Functional imaging studies have shown that acupuncture can regulate brain regions involving cognition and emotion that are essential to sleep regulation, and clinical research has shown that it can improve pain- and hot flash–related sleep disturbances, according to Dr. Mao. About 73% of U.S. comprehensive cancer centers offer acupuncture for symptom management.

Main results of the CHOICE (Choosing Options for Insomnia in Cancer Effectively) trial showed that patients in both the CBT-I and acupuncture groups reduced their Insomnia Severity Index scores by more than one-half at the end of the 8-weeks treatment period, but the reduction was a statistically significant 2.6 points greater with CBT-I. Benefit of each treatment was still evident after 12 weeks.

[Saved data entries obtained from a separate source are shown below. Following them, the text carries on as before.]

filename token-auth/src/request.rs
use http::header::AUTHORIZATION;
use http::HeaderMap;
use http::Request;

/// Anything an `Authorization` header can be read from.
pub trait AuthorizationSource {
    /// Raw `Authorization` header value, if present and readable as text.
    fn authorization(&self) -> Option<&str>;
}

impl AuthorizationSource for HeaderMap {
    fn authorization(&self) -> Option<&str> {
        let value = self.get(AUTHORIZATION)?;

        match value.to_str() {
            Ok(value) => Some(value),
            Err(_) => {
                tracing::debug!("Authorization header is not visible ASCII, ignoring");
                None
            }
        }
    }
}

impl<B> AuthorizationSource for Request<B> {
    fn authorization(&self) -> Option<&str> {
        self.headers().authorization()
    }
}

impl AuthorizationSource for Option<String> {
    fn authorization(&self) -> Option<&str> {
        self.as_deref()
    }
}

#[cfg(test)]
mod tests {
    use http::HeaderValue;

    use super::*;

    #[test]
    fn test_header_map_authorization() {
        let mut headers = HeaderMap::new();
        assert_eq!(headers.authorization(), None);

        headers.insert(AUTHORIZATION, HeaderValue::from_static("Token abc"));
        assert_eq!(headers.authorization(), Some("Token abc"));
    }

    #[test]
    fn test_header_map_opaque_value_is_absent() {
        let mut headers = HeaderMap::new();
        headers.insert(
            AUTHORIZATION,
            HeaderValue::from_bytes(b"Token \xff").expect("obs-text is a valid header value"),
        );

        assert_eq!(headers.authorization(), None);
    }

    #[test]
    fn test_request_authorization() {
        let request = Request::builder()
            .header(AUTHORIZATION, "Token token=\"abc\"")
            .body(())
            .expect("Failed to build request");

        assert_eq!(request.authorization(), Some("Token token=\"abc\""));
    }

    #[test]
    fn test_optional_string_authorization() {
        assert_eq!(Some("Token abc".to_string()).authorization(), Some("Token abc"));
        assert_eq!(None::<String>.authorization(), None);
    }
}
use std::sync::Arc;
use std::time::Duration;

use axum::body::Body;
use axum::http::Request;
use axum::http::Response;
use axum::middleware;
use axum::routing::get;
use axum::Router;
use tower_http::cors::CorsLayer;
use tower_http::trace::TraceLayer;
use tracing::Span;

use super::handlers::get_session::get_session;
use super::handlers::health::health;
use super::middleware::authenticate as auth_middleware;

#[derive(Clone)]
pub struct AppState {
    /// Realm named in Token authentication challenges
    pub realm: Arc<str>,
}

pub fn create_router(realm: impl Into<Arc<str>>) -> Router {
    let state = AppState {
        realm: realm.into(),
    };

    let public_routes = Router::new().route("/health", get(health));

    let protected_routes = Router::new()
        .route("/api/session", get(get_session))
        .route_layer(middleware::from_fn_with_state(
            state.clone(),
            auth_middleware,
        ));

    let trace_layer = TraceLayer::new_for_http()
        .make_span_with(|request: &Request<Body>| {
            tracing::info_span!(
                "http_request",
                method = %request.method(),
                uri = %request.uri(),
                version = ?request.version(),
            )
        })
        .on_request(|request: &Request<Body>, _span: &Span| {
            tracing::info!(
                method = %request.method(),
                uri = %request.uri(),
                "Request started"
            );
        })
        .on_response(
            |response: &Response<Body>, latency: Duration, _span: &Span| {
                tracing::info!(
                    status = response.status().as_u16(),
                    latency_ms = latency.as_millis(),
                    "Request completed"
                );
            },
        );

    Router::new()
        .merge(public_routes)
        .merge(protected_routes)
        .layer(trace_layer)
        .layer(CorsLayer::permissive())
        .with_state(state)
}
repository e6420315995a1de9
pub mod http;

Response rate was higher with CBT-I than with acupuncture only among patients having mild insomnia at baseline, and the two treatments yielded similar improvements in mental and physical quality of life.

“Among cancer patients with insomnia, we found that both acupuncture and CBT-I produced clinically meaningful and durable benefit, but overall, CBT-I is more effective in reducing insomnia severity,” Dr. Mao concluded. “Our hope is that by doing this type of research, we can help patients and clinicians pick the right kind of treatment and help them to manage their sleep. Our next step is to really examine for what type of patient treatment would be beneficial, and how to deliver this type of effective treatment to the broader community of cancer patients.”